At the end of the novel, Lemuel is assigned to take his group of five inmates on a trip to a nearby island on the charitable dime of a Lady Pedal. His five inmates are Macmann and four others. They are described by Malone thus: a young man, the Saxon ("though he was far from being any such thing"), a small and thin man with an umbrella, and a "misshapen giant, bearded." Lemuel requests "excursion soup" (the regularly served broth but with a piece of fat bacon to support the constitution) from the chef at the institution, though after receiving the soup he sucks each piece of bacon of its juice and fat before depositing it back into the soup. Lemuel takes his group onto the terrace where they are greeted by a waggonette driven by a coachman and Lady Pedal, along with two colossi in sailor suits named Ernest and Maurice.

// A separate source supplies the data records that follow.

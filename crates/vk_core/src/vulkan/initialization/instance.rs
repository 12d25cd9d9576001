//! Vulkan instance creation, layer/extension bookkeeping and validation output

use ash::extensions::ext::DebugUtils;
use ash::vk;
use ash::{Entry, Instance};
use std::ffi::{CStr, CString};

use crate::vulkan::{VulkanError, VulkanResult};

/// Khronos validation layer name
pub const VALIDATION_LAYER: &CStr =
    unsafe { CStr::from_bytes_with_nul_unchecked(b"VK_LAYER_KHRONOS_validation\0") };

const ENGINE_NAME: &CStr = unsafe { CStr::from_bytes_with_nul_unchecked(b"vk_core\0") };

/// Ordered, de-duplicated instance layer and extension names
#[derive(Debug, Default, Clone, PartialEq, Eq)]
pub struct InstanceNames {
    layers: Vec<CString>,
    extensions: Vec<CString>,
}

impl InstanceNames {
    /// Create empty name lists
    pub fn new() -> Self {
        Self::default()
    }

    /// Request a layer; duplicates are ignored
    pub fn add_layer(&mut self, name: &CStr) {
        push_unique(&mut self.layers, name);
    }

    /// Request an extension; duplicates are ignored
    pub fn add_extension(&mut self, name: &CStr) {
        push_unique(&mut self.extensions, name);
    }

    /// Requested layers in insertion order
    pub fn layers(&self) -> &[CString] {
        &self.layers
    }

    /// Requested extensions in insertion order
    pub fn extensions(&self) -> &[CString] {
        &self.extensions
    }

    /// Whether a layer was requested
    pub fn has_layer(&self, name: &CStr) -> bool {
        self.layers.iter().any(|layer| layer.as_c_str() == name)
    }

    /// Whether an extension was requested
    pub fn has_extension(&self, name: &CStr) -> bool {
        self.extensions.iter().any(|extension| extension.as_c_str() == name)
    }

    /// Drop names the driver does not offer and return what was dropped
    pub fn retain_available(
        &mut self,
        available_layers: &[CString],
        available_extensions: &[CString],
    ) -> Vec<CString> {
        let mut dropped = Vec::new();
        for (names, available) in [
            (&mut self.layers, available_layers),
            (&mut self.extensions, available_extensions),
        ] {
            names.retain(|name| {
                let keep = available.contains(name);
                if !keep {
                    dropped.push(name.clone());
                }
                keep
            });
        }
        dropped
    }

    /// First requested name the driver does not offer, if any
    pub fn first_missing(
        &self,
        available_layers: &[CString],
        available_extensions: &[CString],
    ) -> Option<&CStr> {
        self.layers
            .iter()
            .find(|name| !available_layers.contains(name))
            .or_else(|| self.extensions.iter().find(|name| !available_extensions.contains(name)))
            .map(CString::as_c_str)
    }
}

fn push_unique(names: &mut Vec<CString>, name: &CStr) {
    if !names.iter().any(|existing| existing.as_c_str() == name) {
        names.push(name.to_owned());
    }
}

/// Layers the loader reports as installed
pub fn available_layers(entry: &Entry) -> VulkanResult<Vec<CString>> {
    let properties = entry.enumerate_instance_layer_properties().map_err(VulkanError::Api)?;
    Ok(properties
        .iter()
        .map(|layer| unsafe { CStr::from_ptr(layer.layer_name.as_ptr()) }.to_owned())
        .collect())
}

/// Instance extensions the loader and implicit layers report
pub fn available_extensions(entry: &Entry) -> VulkanResult<Vec<CString>> {
    let properties = entry
        .enumerate_instance_extension_properties(None)
        .map_err(VulkanError::Api)?;
    Ok(properties
        .iter()
        .map(|extension| unsafe { CStr::from_ptr(extension.extension_name.as_ptr()) }.to_owned())
        .collect())
}

/// Highest instance API version the loader supports
pub fn latest_api_version(entry: &Entry) -> u32 {
    match entry.try_enumerate_instance_version() {
        Ok(Some(version)) => version,
        _ => vk::API_VERSION_1_0,
    }
}

/// Application-facing instance parameters
#[derive(Debug, Clone)]
pub struct InstanceSettings {
    /// Application name reported to the driver
    pub application_name: String,
    /// Packed application version
    pub application_version: u32,
    /// Packed API version to request
    pub api_version: u32,
    /// Enable the validation layer and debug-utils messenger when available
    pub enable_validation: bool,
}

/// Vulkan instance wrapper with RAII cleanup
pub struct VulkanInstance {
    instance: Instance,
    names: InstanceNames,
    api_version: u32,
    debug_utils: Option<(DebugUtils, vk::DebugUtilsMessengerEXT)>,
}

impl VulkanInstance {
    /// Create an instance with the requested names plus validation if enabled
    ///
    /// Validation is best-effort: a missing validation layer or debug-utils
    /// extension is logged and skipped. Anything else in `names` the driver
    /// does not offer fails with [`VulkanError::MissingLayerOrExtension`].
    pub fn new(entry: &Entry, settings: &InstanceSettings, mut names: InstanceNames) -> VulkanResult<Self> {
        let layers = available_layers(entry)?;
        let extensions = available_extensions(entry)?;

        if settings.enable_validation {
            if layers.iter().any(|layer| layer.as_c_str() == VALIDATION_LAYER) {
                names.add_layer(VALIDATION_LAYER);
            } else {
                log::warn!("Validation requested but {VALIDATION_LAYER:?} is not installed");
            }
            if extensions.iter().any(|extension| extension.as_c_str() == DebugUtils::name()) {
                names.add_extension(DebugUtils::name());
            } else {
                log::warn!("Validation requested but {:?} is not available", DebugUtils::name());
            }
        }

        if let Some(missing) = names.first_missing(&layers, &extensions) {
            return Err(VulkanError::MissingLayerOrExtension {
                name: missing.to_string_lossy().into_owned(),
            });
        }

        let app_name = CString::new(settings.application_name.as_str())
            .map_err(|e| VulkanError::InitializationFailed(format!("Invalid application name: {e}")))?;
        let app_info = vk::ApplicationInfo::builder()
            .application_name(&app_name)
            .application_version(settings.application_version)
            .engine_name(ENGINE_NAME)
            .engine_version(vk::make_api_version(0, 0, 1, 0))
            .api_version(settings.api_version);

        let layer_ptrs: Vec<*const std::os::raw::c_char> =
            names.layers().iter().map(|name| name.as_ptr()).collect();
        let extension_ptrs: Vec<*const std::os::raw::c_char> =
            names.extensions().iter().map(|name| name.as_ptr()).collect();

        let create_info = vk::InstanceCreateInfo::builder()
            .application_info(&app_info)
            .enabled_layer_names(&layer_ptrs)
            .enabled_extension_names(&extension_ptrs);

        let instance = unsafe {
            entry.create_instance(&create_info, None)
                .map_err(VulkanError::InstanceCreation)?
        };

        let debug_utils = if names.has_extension(DebugUtils::name()) {
            let loader = DebugUtils::new(entry, &instance);
            match Self::setup_debug_messenger(&loader) {
                Ok(messenger) => Some((loader, messenger)),
                Err(e) => {
                    unsafe { instance.destroy_instance(None) };
                    return Err(e);
                }
            }
        } else {
            None
        };

        log::info!(
            "Vulkan instance created (API {}.{}), layers: {:?}, extensions: {:?}",
            vk::api_version_major(settings.api_version),
            vk::api_version_minor(settings.api_version),
            names.layers(),
            names.extensions()
        );

        Ok(Self {
            instance,
            names,
            api_version: settings.api_version,
            debug_utils,
        })
    }

    fn setup_debug_messenger(debug_utils: &DebugUtils) -> VulkanResult<vk::DebugUtilsMessengerEXT> {
        let create_info = vk::DebugUtilsMessengerCreateInfoEXT::builder()
            .message_severity(
                vk::DebugUtilsMessageSeverityFlagsEXT::INFO
                    | vk::DebugUtilsMessageSeverityFlagsEXT::WARNING
                    | vk::DebugUtilsMessageSeverityFlagsEXT::ERROR,
            )
            .message_type(
                vk::DebugUtilsMessageTypeFlagsEXT::GENERAL
                    | vk::DebugUtilsMessageTypeFlagsEXT::VALIDATION
                    | vk::DebugUtilsMessageTypeFlagsEXT::PERFORMANCE,
            )
            .pfn_user_callback(Some(debug_callback));

        unsafe {
            debug_utils.create_debug_utils_messenger(&create_info, None)
                .map_err(VulkanError::Api)
        }
    }

    /// Instance dispatch table
    pub fn instance(&self) -> &Instance {
        &self.instance
    }

    /// Layers and extensions the instance was created with
    pub fn names(&self) -> &InstanceNames {
        &self.names
    }

    /// API version the instance was created for
    pub fn api_version(&self) -> u32 {
        self.api_version
    }

    /// Whether validation output is routed to the log
    pub fn has_debug_messenger(&self) -> bool {
        self.debug_utils.is_some()
    }
}

impl Drop for VulkanInstance {
    fn drop(&mut self) {
        unsafe {
            if let Some((debug_utils, messenger)) = self.debug_utils.take() {
                debug_utils.destroy_debug_utils_messenger(messenger, None);
            }
            self.instance.destroy_instance(None);
        }
        log::debug!("Vulkan instance destroyed");
    }
}

/// Debug callback for validation layers
unsafe extern "system" fn debug_callback(
    message_severity: vk::DebugUtilsMessageSeverityFlagsEXT,
    message_type: vk::DebugUtilsMessageTypeFlagsEXT,
    callback_data: *const vk::DebugUtilsMessengerCallbackDataEXT,
    _user_data: *mut std::ffi::c_void,
) -> vk::Bool32 {
    if callback_data.is_null() || (*callback_data).p_message.is_null() {
        return vk::FALSE;
    }
    let message = CStr::from_ptr((*callback_data).p_message).to_string_lossy();

    if message_severity >= vk::DebugUtilsMessageSeverityFlagsEXT::ERROR {
        log::error!("[Vulkan] {:?} - {}", message_type, message);
    } else if message_severity >= vk::DebugUtilsMessageSeverityFlagsEXT::WARNING {
        log::warn!("[Vulkan] {:?} - {}", message_type, message);
    } else if message_severity >= vk::DebugUtilsMessageSeverityFlagsEXT::INFO {
        log::info!("[Vulkan] {:?} - {}", message_type, message);
    } else {
        log::debug!("[Vulkan] {:?} - {}", message_type, message);
    }

    vk::FALSE
}

#[cfg(test)]
mod tests {
    use super::*;

    fn owned(names: &[&str]) -> Vec<CString> {
        names.iter().map(|name| CString::new(*name).unwrap()).collect()
    }

    #[test]
    fn test_names_are_deduplicated() {
        let mut names = InstanceNames::new();
        names.add_layer(VALIDATION_LAYER);
        names.add_layer(VALIDATION_LAYER);
        names.add_extension(DebugUtils::name());
        names.add_extension(DebugUtils::name());

        assert_eq!(names.layers().len(), 1);
        assert_eq!(names.extensions().len(), 1);
        assert!(names.has_layer(VALIDATION_LAYER));
    }

    #[test]
    fn test_retain_available_reports_dropped() {
        let mut names = InstanceNames::new();
        names.add_layer(VALIDATION_LAYER);
        names.add_extension(&CString::new("VK_KHR_surface").unwrap());
        names.add_extension(&CString::new("VK_KHR_fictional").unwrap());

        let dropped = names.retain_available(&[], &owned(&["VK_KHR_surface"]));
        assert_eq!(dropped, owned(&["VK_LAYER_KHRONOS_validation", "VK_KHR_fictional"]));
        assert!(names.layers().is_empty());
        assert_eq!(names.extensions(), owned(&["VK_KHR_surface"]).as_slice());
    }

    #[test]
    fn test_first_missing() {
        let mut names = InstanceNames::new();
        names.add_extension(&CString::new("VK_KHR_surface").unwrap());
        assert_eq!(names.first_missing(&[], &owned(&["VK_KHR_surface"])), None);

        names.add_extension(&CString::new("VK_KHR_xcb_surface").unwrap());
        let missing = names.first_missing(&[], &owned(&["VK_KHR_surface"]));
        assert_eq!(missing.map(|n| n.to_str().unwrap()), Some("VK_KHR_xcb_surface"));
    }
}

They leave the grounds of St. John's and take a boat to the island to picnic and see Druid remains. Lady Pedal tells Maurice to stay by the dinghy while she and Ernest disembark the boat to look for a picnicking site. The bearded giant refuses to leave the boat, leaving no room for the Saxon to get off in turn. When Lady Pedal and Ernest are out of sight, Lemuel kills Maurice from behind with a hatchet. Ernest comes back for them and Lemuel kills him, too, to the delight of the Saxon. When Lady Pedal sees this, she faints, falls, and breaks a bone in the process. Malone as narrator is not sure which bone, though he ventures Lady Pedal broke her hip. Lemuel makes the others get back in the boat. It is now night and the six float far out into the bay. The novel closes with an image of Lemuel holding his bloodied hatchet up. Malone writes that Lemuel will not hit anyone with it or anything else anymore, while the final sentence breaks into semantically open-ended fragments:

Lemuel is in charge, he raises his hatchet on which the blood will never dry, but not to hit anyone, he will not hit anyone, he will not hit anyone any more, he will not touch anyone any more, either with it or with it or with it or with or

or with it or with his hammer or with his stick or with his fist or in thought in dream I mean never he will never

or with his pencil or with his stick or

or light light I mean

never there he will never

never anything

there

any more
— Beckett, Malone Dies

The majority of the book's text, however, is observational and deals with the minutiae of Malone's existence in his cell, such as dropping his pencil or his dwindling amount of writing lead. Thoughts of riding down the stairs in his bed, philosophical observations, and conjectures constitute large blocks of text and are written as tangential to the story that Malone is set on telling. Several times he refers to a list of previous Beckett protagonists: Murphy, Mercier and Camier, Molloy, and Moran.

==BBC broadcast==
A reading of selected passages from Malone Dies was broadcast on the BBC Third Programme on 18 June 1958, with repeats on 19 June and 15 October 1958. Beckett selected the passages, which were read by the actor Patrick Magee, and incidental music, scored for harmonica, two mandolins, tuba, cello and double bass, was composed by Samuel Beckett's cousin John S. Beckett. The programme was produced by Donald McWhinnie.